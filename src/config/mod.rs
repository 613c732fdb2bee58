//! Configuration module for lumass-core
//!
//! Holds the settings of the controller host: where process plugins live,
//! how model files are indented, logging and the bridge channel sizes.
//!
//! # Locations
//!
//! - Configuration: `<config dir>/lumass/config.toml`
//!   (`~/.config/lumass/` on Linux)
//! - Plugins: `<data dir>/lumass/plugins/`
//!   (`~/.local/share/lumass/plugins/` on Linux)
//!
//! # Example
//!
//! ```ignore
//! use lumass_core::config::ControllerConfig;
//!
//! let mut config = ControllerConfig::load_or_default(ControllerConfig::default_path()?);
//! config.indent = 4;
//! config.save("lumass.toml")?;
//! ```

use crate::controller::bridge::{CMD_CHANNEL_CAPACITY, EVENT_CHANNEL_CAPACITY};
use crate::error::{LumassError, Result};
use serde::{Deserialize, Serialize};
use std::path::{Path, PathBuf};

/// Directory name under the platform config and data directories
pub const APP_ID: &str = "lumass";

/// Configuration filename
pub const CONFIG_FILE: &str = "config.toml";

/// Model file extension
pub const MODEL_FILE_EXTENSION: &str = "lmx";

/// Default log filter when neither `RUST_LOG` nor the config sets one
pub const DEFAULT_LOG_FILTER: &str = "info,lumass_core=debug";

/// Default indentation of written model files
pub const DEFAULT_INDENT: usize = 2;

// ==================== Directories ====================

/// Platform configuration directory for lumass
pub fn config_dir() -> Option<PathBuf> {
    dirs_next::config_dir().map(|p| p.join(APP_ID))
}

/// Platform data directory for lumass
pub fn data_dir() -> Option<PathBuf> {
    dirs_next::data_dir().map(|p| p.join(APP_ID))
}

/// Directory scanned for process plugins when none is configured
pub fn default_plugin_dir() -> Option<PathBuf> {
    data_dir().map(|p| p.join("plugins"))
}

/// Ensure the configuration directory exists
pub fn ensure_config_dir() -> Result<PathBuf> {
    let dir = config_dir().ok_or_else(|| {
        LumassError::Config("Could not determine configuration directory".to_string())
    })?;

    if !dir.exists() {
        std::fs::create_dir_all(&dir).map_err(|e| {
            LumassError::Config(format!("Failed to create configuration directory: {}", e))
        })?;
    }

    Ok(dir)
}

// ==================== Controller Config ====================

/// File format, chosen by extension.
#[derive(Debug, Clone, Copy, PartialEq, Eq)]
enum ConfigFormat {
    Toml,
    Json,
}

impl ConfigFormat {
    fn of(path: &Path) -> Self {
        match path.extension().and_then(|e| e.to_str()) {
            Some(ext) if ext.eq_ignore_ascii_case("json") => ConfigFormat::Json,
            _ => ConfigFormat::Toml,
        }
    }
}

/// Settings of a controller host
#[derive(Debug, Clone, PartialEq, Serialize, Deserialize)]
#[serde(default)]
pub struct ControllerConfig {
    /// Directory scanned for process plugins; the platform default if unset
    pub plugin_dir: Option<PathBuf>,

    /// Indentation width of written model files
    pub indent: usize,

    /// Log filter directive, overridden by `RUST_LOG`
    pub log_filter: String,

    /// Directory for daily rolling log files; console only if unset
    pub log_dir: Option<PathBuf>,

    /// Capacity of the command channel to the controller thread
    pub command_capacity: usize,

    /// Capacity of the event channel from the controller thread
    pub event_capacity: usize,
}

impl Default for ControllerConfig {
    fn default() -> Self {
        Self {
            plugin_dir: None,
            indent: DEFAULT_INDENT,
            log_filter: DEFAULT_LOG_FILTER.to_string(),
            log_dir: None,
            command_capacity: CMD_CHANNEL_CAPACITY,
            event_capacity: EVENT_CHANNEL_CAPACITY,
        }
    }
}

impl ControllerConfig {
    /// Default configuration file location
    pub fn default_path() -> Option<PathBuf> {
        config_dir().map(|p| p.join(CONFIG_FILE))
    }

    /// Plugin directory to scan: the configured one or the platform default
    pub fn effective_plugin_dir(&self) -> Option<PathBuf> {
        self.plugin_dir.clone().or_else(default_plugin_dir)
    }

    /// Load a configuration file (TOML, or JSON for `.json`)
    pub fn load(path: impl AsRef<Path>) -> Result<Self> {
        let path = path.as_ref();
        let content = std::fs::read_to_string(path).map_err(|e| {
            LumassError::Config(format!("Failed to read config {:?}: {}", path, e))
        })?;

        match ConfigFormat::of(path) {
            ConfigFormat::Toml => toml::from_str(&content).map_err(|e| {
                LumassError::Config(format!("Failed to parse config {:?}: {}", path, e))
            }),
            ConfigFormat::Json => serde_json::from_str(&content).map_err(|e| {
                LumassError::Config(format!("Failed to parse config {:?}: {}", path, e))
            }),
        }
    }

    /// Load a configuration file, returning defaults on any error
    ///
    /// A missing file is not worth a warning.
    pub fn load_or_default(path: impl AsRef<Path>) -> Self {
        let path = path.as_ref();
        if !path.exists() {
            return Self::default();
        }
        Self::load(path).unwrap_or_else(|e| {
            tracing::warn!("Failed to load config, using defaults: {}", e);
            Self::default()
        })
    }

    /// Save the configuration (TOML, or JSON for `.json`)
    pub fn save(&self, path: impl AsRef<Path>) -> Result<()> {
        let path = path.as_ref();

        if let Some(parent) = path.parent() {
            if !parent.as_os_str().is_empty() {
                std::fs::create_dir_all(parent).map_err(|e| {
                    LumassError::Config(format!("Failed to create config directory: {}", e))
                })?;
            }
        }

        let content = match ConfigFormat::of(path) {
            ConfigFormat::Toml => toml::to_string_pretty(self)
                .map_err(|e| LumassError::Config(format!("Failed to serialize config: {}", e)))?,
            ConfigFormat::Json => serde_json::to_string_pretty(self)
                .map_err(|e| LumassError::Config(format!("Failed to serialize config: {}", e)))?,
        };

        std::fs::write(path, content).map_err(|e| {
            LumassError::Config(format!("Failed to write config {:?}: {}", path, e))
        })
    }
}

// ==================== Tests ====================

#[cfg(test)]
mod tests {
    use super::*;

    #[test]
    fn test_default_config() {
        let config = ControllerConfig::default();
        assert_eq!(config.indent, 2);
        assert_eq!(config.command_capacity, 256);
        assert_eq!(config.event_capacity, 10_000);
        assert!(config.plugin_dir.is_none());
    }

    #[test]
    fn test_toml_round_trip() {
        let dir = tempfile::tempdir().unwrap();
        let path = dir.path().join("lumass.toml");
        let config = ControllerConfig {
            plugin_dir: Some(PathBuf::from("/opt/lumass/plugins")),
            indent: 4,
            ..Default::default()
        };
        config.save(&path).unwrap();
        assert_eq!(ControllerConfig::load(&path).unwrap(), config);
    }

    #[test]
    fn test_json_by_extension() {
        let dir = tempfile::tempdir().unwrap();
        let path = dir.path().join("lumass.json");
        std::fs::write(&path, r#"{ "indent": 8 }"#).unwrap();
        let config = ControllerConfig::load(&path).unwrap();
        assert_eq!(config.indent, 8);
        assert_eq!(config.log_filter, DEFAULT_LOG_FILTER);
    }

    #[test]
    fn test_load_or_default_on_garbage() {
        let dir = tempfile::tempdir().unwrap();
        let path = dir.path().join("broken.toml");
        std::fs::write(&path, "indent = [").unwrap();
        assert_eq!(ControllerConfig::load_or_default(&path), ControllerConfig::default());
        assert_eq!(
            ControllerConfig::load_or_default(dir.path().join("missing.toml")),
            ControllerConfig::default()
        );
    }

    #[test]
    fn test_effective_plugin_dir_prefers_configured() {
        let config = ControllerConfig {
            plugin_dir: Some(PathBuf::from("/plugins")),
            ..Default::default()
        };
        assert_eq!(config.effective_plugin_dir(), Some(PathBuf::from("/plugins")));
    }
}
//! The model controller: executes components of a model.
//!
//! The controller owns the [`Repository`] and runs on a single thread. An
//! execution request walks the requested component recursively:
//!
//! ```text
//! execute_model(X)
//!   reset subtree, open resources
//!   update_component(X)           NumIterations times:
//!     ├── process component  → link parameters + inputs, update process
//!     ├── data buffer        → fetch the selected input's output
//!     └── aggregate          → plan children (StepScheduler), recurse
//!   close resources (always)
//! ```
//!
//! Callers on other threads use a [`ControllerBridge`] and the
//! [`ControllerWorker`] command loop.

pub mod bridge;
pub mod scheduler;
pub mod state;
pub mod worker;

pub use bridge::{ComponentSnapshot, ControllerBridge, ControllerCommand, ControllerEvent};
pub use scheduler::{ExecutionPlan, PlanStats, StepScheduler};
pub use state::{format_elapsed, ControllerState, ExecutionOutcome, ExecutionReport};
pub use worker::ControllerWorker;

use crate::model::component::split_reference;
use crate::model::process::expand_iteration_expressions;
use crate::model::{
    AdvanceParameter, ComponentFactory, ComponentId, DataObject, ModelComponent, ModelError,
    ModelResult, Process, ProcessContext, ProcessFactory, Repository, StepContext,
};
use crate::serialiser::{ModelSerialiser, NameRegister};
use crossbeam_channel::Sender;
use std::panic::{catch_unwind, AssertUnwindSafe};
use std::sync::atomic::{AtomicBool, Ordering};
use std::path::Path;
use std::sync::Arc;
use std::time::Instant;

/// What a component does when it is updated.
#[derive(Debug, Clone, Copy, PartialEq, Eq)]
enum UpdateKind {
    Process,
    Data,
    Aggregate,
}

pub struct ModelController {
    repository: Repository,
    process_factory: Arc<ProcessFactory>,
    component_factory: ComponentFactory,
    state: ControllerState,
    abort: Arc<AtomicBool>,
    events: Option<Sender<ControllerEvent>>,
    /// Components currently being updated, outermost first.
    execution_stack: Vec<ComponentId>,
    /// Process updates in the current run.
    updates: usize,
    /// Indentation width for saved model files.
    indent: usize,
}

══════════════════════════════

WHAT TO WORK ON »
Your answer must be a single number: how many lines of the records contain the word "Option".

OUTPUT BELOW »
8